Chris Martin, who died of cancer aged 42, worked from his hospital bed until he could work no more. As Principal Private Secretary and subsequently Director General at Number Ten Downing Street he was a highly respected and dedicated Civil Servant who was awarded a CB by Gordon Brown as Prime Minister. Perhaps those tabloid critics who sniped from the sidelines when, on David Cameron' s recommendation, Her Majesty made Mr. Martin a Commander of the Royal Victorian Order will now appreciate the high esteem in which he was held. The PMs tribute at Question Time immediately following Chris Martin's death was moving and sincere.
It may seem incongruous to follow man with beast but the loss of Diesel, a seven year old Belgian Malinois, on active duty with the police in Paris, is a reminder of the self- sacrificial work carried out by dogs under dangerous circumstances. Diesel was the bearer of the Dickin Award, the PDSA’s animals 'VC', and died during the seven- hour gunfight in St. Denis.
Peter Dimmock (94) will probably be remembered as the TV commentator that brought SportsView and Grandstand to the screens.
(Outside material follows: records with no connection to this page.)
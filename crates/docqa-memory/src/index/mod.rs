//! Persistent vector index stored in a single `SQLite` file.
//!
//! Rows are written once by [`VectorIndex::build`] and never updated. Search is an
//! exhaustive cosine-similarity scan, which is adequate for one document.

mod swap;

use std::path::{Path, PathBuf};

use sqlx::SqlitePool;
use sqlx::sqlite::{SqliteConnectOptions, SqlitePoolOptions};

use crate::document::EmbeddedChunk;
use crate::error::IndexError;

pub use swap::{
    INDEX_DIR, IndexDirectory, LOCK_FILE, PREVIOUS_DIR, RebuildGuard, STAGING_DIR,
};

/// File name of the database inside an index directory.
pub const INDEX_FILE: &str = "index.db";

/// Build-time facts recorded in the `meta` table.
#[derive(Debug, Clone, PartialEq, Eq)]
pub struct IndexMeta {
    pub embedding_model: String,
    pub dimension: usize,
    pub chunk_count: usize,
    /// blake3 hex digest of the uploaded file.
    pub document_hash: String,
}

/// A chunk returned by [`VectorIndex::search`].
#[derive(Debug, Clone, PartialEq)]
pub struct RetrievedChunk {
    pub ordinal: usize,
    pub text: String,
    pub score: f32,
    pub source: String,
    pub page: Option<u32>,
    pub chunk_index: usize,
}

#[derive(Debug)]
pub struct VectorIndex {
    pool: SqlitePool,
    dir: PathBuf,
    meta: IndexMeta,
}

impl VectorIndex {
    /// Write a fresh index into `dir`, which must not already hold one.
    ///
    /// Ordinals follow the order of `rows`.
    ///
    /// # Errors
    ///
    /// Returns an error if `rows` is empty, embeddings disagree on dimension,
    /// or the database cannot be written.
    pub async fn build(
        dir: &Path,
        rows: &[EmbeddedChunk],
        embedding_model: &str,
        document_hash: &str,
    ) -> Result<Self, IndexError> {
        let dimension = rows.first().ok_or(IndexError::Empty)?.embedding.len();
        if dimension == 0 {
            return Err(IndexError::Corrupt("embedding has zero dimensions".into()));
        }
        if let Some(bad) = rows.iter().find(|r| r.embedding.len() != dimension) {
            return Err(IndexError::DimensionMismatch {
                expected: dimension,
                actual: bad.embedding.len(),
            });
        }

        tokio::fs::create_dir_all(dir).await?;
        let pool = connect(&dir.join(INDEX_FILE), true).await?;

        let mut tx = pool.begin().await?;
        for (ordinal, row) in rows.iter().enumerate() {
            sqlx::query(
                "INSERT INTO chunks (ordinal, source, page, chunk_index, start_offset, content, embedding) \
                 VALUES (?, ?, ?, ?, ?, ?, ?)",
            )
            .bind(i64::try_from(ordinal)?)
            .bind(&row.chunk.metadata.source)
            .bind(row.chunk.metadata.page)
            .bind(i64::try_from(row.chunk.chunk_index)?)
            .bind(i64::try_from(row.chunk.start)?)
            .bind(&row.chunk.content)
            .bind(encode_vector(&row.embedding))
            .execute(&mut *tx)
            .await?;
        }

        let meta = IndexMeta {
            embedding_model: embedding_model.to_owned(),
            dimension,
            chunk_count: rows.len(),
            document_hash: document_hash.to_owned(),
        };
        for (key, value) in [
            ("embedding_model", meta.embedding_model.clone()),
            ("dimension", meta.dimension.to_string()),
            ("chunk_count", meta.chunk_count.to_string()),
            ("document_hash", meta.document_hash.clone()),
        ] {
            sqlx::query("INSERT INTO meta (key, value) VALUES (?, ?)")
                .bind(key)
                .bind(value)
                .execute(&mut *tx)
                .await?;
        }
        tx.commit().await?;

        tracing::debug!(dir = %dir.display(), chunks = meta.chunk_count, dimension, "index written");

        Ok(Self {
            pool,
            dir: dir.to_path_buf(),
            meta,
        })
    }

    /// Open a previously built index.
    ///
    /// # Errors
    ///
    /// Returns [`IndexError::Missing`] if `dir` holds no index, or an error if
    /// the database or its metadata cannot be read.
    pub async fn open(dir: &Path) -> Result<Self, IndexError> {
        let file = dir.join(INDEX_FILE);
        if !tokio::fs::try_exists(&file).await? {
            return Err(IndexError::Missing(dir.to_path_buf()));
        }
        let pool = connect(&file, false).await?;
        let meta = read_meta(&pool).await?;
        Ok(Self {
            pool,
            dir: dir.to_path_buf(),
            meta,
        })
    }

    /// Return up to `k` chunks ranked by cosine similarity to `query`.
    ///
    /// Equal scores keep ordinal order. Chunks scoring below `min_score` are dropped.
    ///
    /// # Errors
    ///
    /// Returns an error if `query` has the wrong dimension or rows cannot be read.
    pub async fn search(
        &self,
        query: &[f32],
        k: usize,
        min_score: Option<f32>,
    ) -> Result<Vec<RetrievedChunk>, IndexError> {
        if query.len() != self.meta.dimension {
            return Err(IndexError::DimensionMismatch {
                expected: self.meta.dimension,
                actual: query.len(),
            });
        }
        if k == 0 {
            return Ok(Vec::new());
        }

        let rows: Vec<(i64, String, Option<u32>, i64, String, Vec<u8>)> = sqlx::query_as(
            "SELECT ordinal, source, page, chunk_index, content, embedding FROM chunks ORDER BY ordinal",
        )
        .fetch_all(&self.pool)
        .await?;

        let mut hits = Vec::with_capacity(rows.len());
        for (ordinal, source, page, chunk_index, text, blob) in rows {
            let embedding = decode_vector(&blob)?;
            let score = cosine_similarity(query, &embedding);
            if min_score.is_some_and(|min| score < min) {
                continue;
            }
            hits.push(RetrievedChunk {
                ordinal: usize::try_from(ordinal)?,
                text,
                score,
                source,
                page,
                chunk_index: usize::try_from(chunk_index)?,
            });
        }

        hits.sort_by(|a, b| {
            b.score
                .total_cmp(&a.score)
                .then_with(|| a.ordinal.cmp(&b.ordinal))
        });
        hits.truncate(k);
        Ok(hits)
    }

    #[must_use]
    pub fn len(&self) -> usize {
        self.meta.chunk_count
    }

    #[must_use]
    pub fn is_empty(&self) -> bool {
        self.meta.chunk_count == 0
    }

    #[must_use]
    pub fn meta(&self) -> &IndexMeta {
        &self.meta
    }

    #[must_use]
    pub fn dir(&self) -> &Path {
        &self.dir
    }

    /// Close the pool so every write reaches the database file.
    pub async fn close(self) {
        self.pool.close().await;
    }
}

async fn connect(file: &Path, create: bool) -> Result<SqlitePool, IndexError> {
    let opts = SqliteConnectOptions::new()
        .filename(file)
        .create_if_missing(create)
        .journal_mode(sqlx::sqlite::SqliteJournalMode::Wal)
        .synchronous(sqlx::sqlite::SqliteSynchronous::Normal);

    let pool = SqlitePoolOptions::new()
        .max_connections(2)
        .connect_with(opts)
        .await?;

    sqlx::migrate!("../../migrations").run(&pool).await?;
    Ok(pool)
}

async fn read_meta(pool: &SqlitePool) -> Result<IndexMeta, IndexError> {
    let rows: Vec<(String, String)> = sqlx::query_as("SELECT key, value FROM meta")
        .fetch_all(pool)
        .await?;

    let get = |key: &str| {
        rows.iter()
            .find(|(k, _)| k == key)
            .map(|(_, v)| v.clone())
            .ok_or_else(|| IndexError::Corrupt(format!("missing meta key {key}")))
    };
    let parse = |key: &str| -> Result<usize, IndexError> {
        get(key)?
            .parse()
            .map_err(|e| IndexError::Corrupt(format!("invalid meta value for {key}: {e}")))
    };

    Ok(IndexMeta {
        embedding_model: get("embedding_model")?,
        dimension: parse("dimension")?,
        chunk_count: parse("chunk_count")?,
        document_hash: get("document_hash")?,
    })
}

fn encode_vector(vector: &[f32]) -> Vec<u8> {
    vector.iter().flat_map(|v| v.to_le_bytes()).collect()
}

fn decode_vector(blob: &[u8]) -> Result<Vec<f32>, IndexError> {
    if blob.len() % 4 != 0 {
        return Err(IndexError::Corrupt(format!(
            "embedding blob length {} is not a multiple of 4",
            blob.len()
        )));
    }
    Ok(blob
        .chunks_exact(4)
        .map(|b| f32::from_le_bytes([b[0], b[1], b[2], b[3]]))
        .collect())
}

#[must_use]
pub fn cosine_similarity(a: &[f32], b: &[f32]) -> f32 {
    let dot: f32 = a.iter().zip(b.iter()).map(|(x, y)| x * y).sum();
    let norm_a: f32 = a.iter().map(|x| x * x).sum::<f32>().sqrt();
    let norm_b: f32 = b.iter().map(|x| x * x).sum::<f32>().sqrt();
    if norm_a == 0.0 || norm_b == 0.0 {
        return 0.0;
    }
    dot / (norm_a * norm_b)
}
He was also the man who persuaded the Duke of Norfolk, as Earl Marshall of England, to permit television broadcasting of The Queen's coronation and was the power behind the television coverage of the funeral of Sir Winston Churchill.
And finally.......
Critics of some human sciences would do well to consider the case of 17-month old Layla Richards who is the first British baby to have recovered from leukaemia. Chemotherapy and bone- marrow transplants had already failed when Layla was given, at London's Great Ormond Street Children’s Hospital, the genetically edited designer immune cells that saved her life. The Consultant has described the treatment as “a landmark in the use of new gene engineering technology" and interestingly the press eschewed, on this occasion, the usual and hackneyed “Frankenstein" connotations so frequently and wrongly associated with genetic engineering.
From Suzy and myself best wishes for a happy Christmas and a healthy and, please God, a more peaceful New Year.